Quello che colpisce maggiormente in Pesci Piccoli 2 è la capacità di raccontare la quotidianità senza mai tradirne la verità: le difficoltà economiche, le conversazioni imbarazzanti, i piccoli trionfi personali vengono mostrati senza filtri ma con un’ironia mai gratuita. L’adattamento ruota attorno a personaggi che sbagliano, si rialzano e si mettono in gioco, strappandoci risate e commozione autentica.
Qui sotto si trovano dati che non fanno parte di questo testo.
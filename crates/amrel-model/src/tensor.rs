//! Fixed-size tensors used by the constitutive models.
//!
//! - [`Matrix`] / [`Vector`]: `nalgebra` fixed-size aliases
//! - [`Matrix3`]: third-order tensor, stored as `g[k][(l, j)]`
//! - [`Stiffness`]: dense fourth-order tensor `C_ijkl`
//! - [`Symmetry`]: symmetry class of a stiffness tensor

use nalgebra::{SMatrix, SVector};
use serde::{Deserialize, Serialize};
use std::ops::{Add, AddAssign, Div, Mul, Neg, Sub};

/// Second-order tensor in `D` dimensions.
pub type Matrix<const D: usize> = SMatrix<f64, D, D>;

/// Vector in `D` dimensions.
pub type Vector<const D: usize> = SVector<f64, D>;

/// Third-order tensor; `g[k][(l, j)]` holds `u_{k,lj}` for a second gradient.
pub type Matrix3<const D: usize> = [Matrix<D>; D];

#[inline]
fn delta(i: usize, j: usize) -> f64 {
    if i == j { 1.0 } else { 0.0 }
}

/// Symmetry class of a stiffness tensor.
#[derive(Debug, Clone, Copy, PartialEq, Eq, Hash, Serialize, Deserialize)]
pub enum Symmetry {
    /// No symmetry assumed
    None,
    /// `C_ijkl = C_klij`
    Major,
    /// `C_ijkl = C_jikl = C_ijlk`
    Minor,
    /// Major and minor symmetry
    MajorMinor,
    /// Only `C_ijij` is nonzero
    Diagonal,
    /// Invariant under any index permutation
    Full,
    /// Two constants (λ, μ)
    Isotropic,
}

impl Symmetry {
    /// Number of independent components stored for this class in `dim` dimensions.
    pub fn num_components(self, dim: usize) -> usize {
        let d2 = dim * dim;
        let voigt = dim * (dim + 1) / 2;
        match self {
            Symmetry::None => d2 * d2,
            Symmetry::Major => d2 * (d2 + 1) / 2,
            Symmetry::Minor => voigt * voigt,
            Symmetry::MajorMinor => voigt * (voigt + 1) / 2,
            Symmetry::Diagonal => d2,
            Symmetry::Full => (dim..dim + 4).product::<usize>() / 24,
            Symmetry::Isotropic => 2,
        }
    }

    /// True when a tensor of this class has minor symmetry.
    pub fn has_minor(self) -> bool {
        matches!(
            self,
            Symmetry::Minor | Symmetry::MajorMinor | Symmetry::Full | Symmetry::Isotropic
        )
    }

    /// True when a tensor of this class has major symmetry.
    pub fn has_major(self) -> bool {
        !matches!(self, Symmetry::None | Symmetry::Minor)
    }
}

/// Dense fourth-order stiffness tensor `C_ijkl`.
#[derive(Debug, Clone, Copy, PartialEq)]
pub struct Stiffness<const D: usize> {
    c: [[[[f64; D]; D]; D]; D],
}

impl<const D: usize> Stiffness<D> {
    pub fn zero() -> Self {
        Self {
            c: [[[[0.0; D]; D]; D]; D],
        }
    }

    pub fn from_fn(mut f: impl FnMut(usize, usize, usize, usize) -> f64) -> Self {
        let mut c = [[[[0.0; D]; D]; D]; D];
        for (i, ci) in c.iter_mut().enumerate() {
            for (j, cij) in ci.iter_mut().enumerate() {
                for (k, cijk) in cij.iter_mut().enumerate() {
                    for (l, v) in cijk.iter_mut().enumerate() {
                        *v = f(i, j, k, l);
                    }
                }
            }
        }
        Self { c }
    }

    /// `C_ijkl = λ δ_ij δ_kl + μ (δ_ik δ_jl + δ_il δ_jk)`
    pub fn isotropic(lambda: f64, mu: f64) -> Self {
        Self::from_fn(|i, j, k, l| {
            lambda * delta(i, j) * delta(k, l)
                + mu * (delta(i, k) * delta(j, l) + delta(i, l) * delta(j, k))
        })
    }

    /// Cubic stiffness in the crystal frame, then rotated into the lab frame.
    pub fn cubic(c11: f64, c12: f64, c44: f64, rotation: &Matrix<D>) -> Self {
        let crystal = Self::from_fn(|i, j, k, l| {
            if i == j && k == l {
                if i == k { c11 } else { c12 }
            } else if (i == k && j == l) || (i == l && j == k) {
                c44
            } else {
                0.0
            }
        });
        crystal.rotate(rotation)
    }

    /// `C_ijkl = α_ij δ_ik δ_jl`
    pub fn diagonal(alpha: &Matrix<D>) -> Self {
        Self::from_fn(|i, j, k, l| alpha[(i, j)] * delta(i, k) * delta(j, l))
    }

    #[inline]
    pub fn get(&self, i: usize, j: usize, k: usize, l: usize) -> f64 {
        self.c[i][j][k][l]
    }

    #[inline]
    pub fn set(&mut self, i: usize, j: usize, k: usize, l: usize, value: f64) {
        self.c[i][j][k][l] = value;
    }

    /// `σ_ij = C_ijkl x_kl`
    pub fn apply(&self, x: &Matrix<D>) -> Matrix<D> {
        Matrix::<D>::from_fn(|i, j| {
            let mut s = 0.0;
            for k in 0..D {
                for l in 0..D {
                    s += self.c[i][j][k][l] * x[(k, l)];
                }
            }
            s
        })
    }

    /// `f_i = C_ijkl g_{k,lj}`, the stiffness applied to a second gradient.
    pub fn apply_gradient(&self, g: &Matrix3<D>) -> Vector<D> {
        Vector::<D>::from_fn(|i, _| {
            let mut s = 0.0;
            for j in 0..D {
                for k in 0..D {
                    for l in 0..D {
                        s += self.c[i][j][k][l] * g[k][(l, j)];
                    }
                }
            }
            s
        })
    }

    /// `a : C : b`
    pub fn contract(&self, a: &Matrix<D>, b: &Matrix<D>) -> f64 {
        a.dot(&self.apply(b))
    }

    /// `C'_ijkl = R_ip R_jq R_kr R_ls C_pqrs`
    pub fn rotate(&self, r: &Matrix<D>) -> Self {
        // Contract one index at a time to keep this at D^5 work.
        let mut a = *self;
        for slot in 0..4 {
            let prev = a;
            a = Self::from_fn(|i, j, k, l| {
                let idx = [i, j, k, l];
                let mut s = 0.0;
                for p in 0..D {
                    let mut src = idx;
                    src[slot] = p;
                    s += r[(idx[slot], p)] * prev.c[src[0]][src[1]][src[2]][src[3]];
                }
                s
            });
        }
        a
    }

    /// Symmetrize over both minor index pairs.
    pub fn minor_symmetrized(&self) -> Self {
        Self::from_fn(|i, j, k, l| {
            0.25 * (self.c[i][j][k][l]
                + self.c[j][i][k][l]
                + self.c[i][j][l][k]
                + self.c[j][i][l][k])
        })
    }

    /// Frobenius norm.
    pub fn norm(&self) -> f64 {
        self.c
            .iter()
            .flatten()
            .flatten()
            .flatten()
            .map(|v| v * v)
            .sum::<f64>()
            .sqrt()
    }

    pub fn is_finite(&self) -> bool {
        self.c.iter().flatten().flatten().flatten().all(|v| v.is_finite())
    }

    pub fn has_major_symmetry(&self, tol: f64) -> bool {
        let scale = self.norm().max(f64::MIN_POSITIVE);
        self.all_indices()
            .all(|(i, j, k, l)| (self.c[i][j][k][l] - self.c[k][l][i][j]).abs() <= tol * scale)
    }

    pub fn has_minor_symmetry(&self, tol: f64) -> bool {
        let scale = self.norm().max(f64::MIN_POSITIVE);
        self.all_indices().all(|(i, j, k, l)| {
            (self.c[i][j][k][l] - self.c[j][i][k][l]).abs() <= tol * scale
                && (self.c[i][j][k][l] - self.c[i][j][l][k]).abs() <= tol * scale
        })
    }

    /// Check that the stored tensor respects `symmetry` to within `tol` (relative).
    pub fn satisfies(&self, symmetry: Symmetry, tol: f64) -> bool {
        (!symmetry.has_major() || self.has_major_symmetry(tol))
            && (!symmetry.has_minor() || self.has_minor_symmetry(tol))
    }

    fn all_indices(&self) -> impl Iterator<Item = (usize, usize, usize, usize)> {
        (0..D).flat_map(|i| {
            (0..D).flat_map(move |j| (0..D).flat_map(move |k| (0..D).map(move |l| (i, j, k, l))))
        })
    }

    fn zip_with(&self, other: &Self, f: impl Fn(f64, f64) -> f64) -> Self {
        Self::from_fn(|i, j, k, l| f(self.c[i][j][k][l], other.c[i][j][k][l]))
    }

    fn map(&self, f: impl Fn(f64) -> f64) -> Self {
        Self::from_fn(|i, j, k, l| f(self.c[i][j][k][l]))
    }
}

impl<const D: usize> Default for Stiffness<D> {
    fn default() -> Self {
        Self::zero()
    }
}

impl<const D: usize> Add for Stiffness<D> {
    type Output = Self;
    fn add(self, rhs: Self) -> Self {
        self.zip_with(&rhs, |a, b| a + b)
    }
}

impl<const D: usize> AddAssign for Stiffness<D> {
    fn add_assign(&mut self, rhs: Self) {
        *self = *self + rhs;
    }
}

impl<const D: usize> Sub for Stiffness<D> {
    type Output = Self;
    fn sub(self, rhs: Self) -> Self {
        self.zip_with(&rhs, |a, b| a - b)
    }
}

impl<const D: usize> Neg for Stiffness<D> {
    type Output = Self;
    fn neg(self) -> Self {
        self.map(|a| -a)
    }
}

impl<const D: usize> Mul<f64> for Stiffness<D> {
    type Output = Self;
    fn mul(self, alpha: f64) -> Self {
        self.map(|a| a * alpha)
    }
}

impl<const D: usize> Div<f64> for Stiffness<D> {
    type Output = Self;
    fn div(self, alpha: f64) -> Self {
        self.map(|a| a / alpha)
    }
}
Questo equilibrio tra leggerezza e profondità permette alla serie di evitare il patetico, regalando invece un senso di familiarità che ci fa sentire tutti parte di una stessa, buffa, famiglia.
Nostalgia e citazioni pop

Qui la nostalgia diventa strumento di connessione: gli omaggi a Titanic, le parodie di Gomorra e il toccante episodio nella Melevisione non sono banali citazioni, ma momenti in cui i ricordi di molti spettatori si intrecciano alla narrazione. Gli autori usano questi riferimenti per sollecitare emozioni condivise, trasformando ogni battuta in un ponte tra passato e presente: un modo di dire “siamo cresciuti insieme” senza mai cadere nella retorica.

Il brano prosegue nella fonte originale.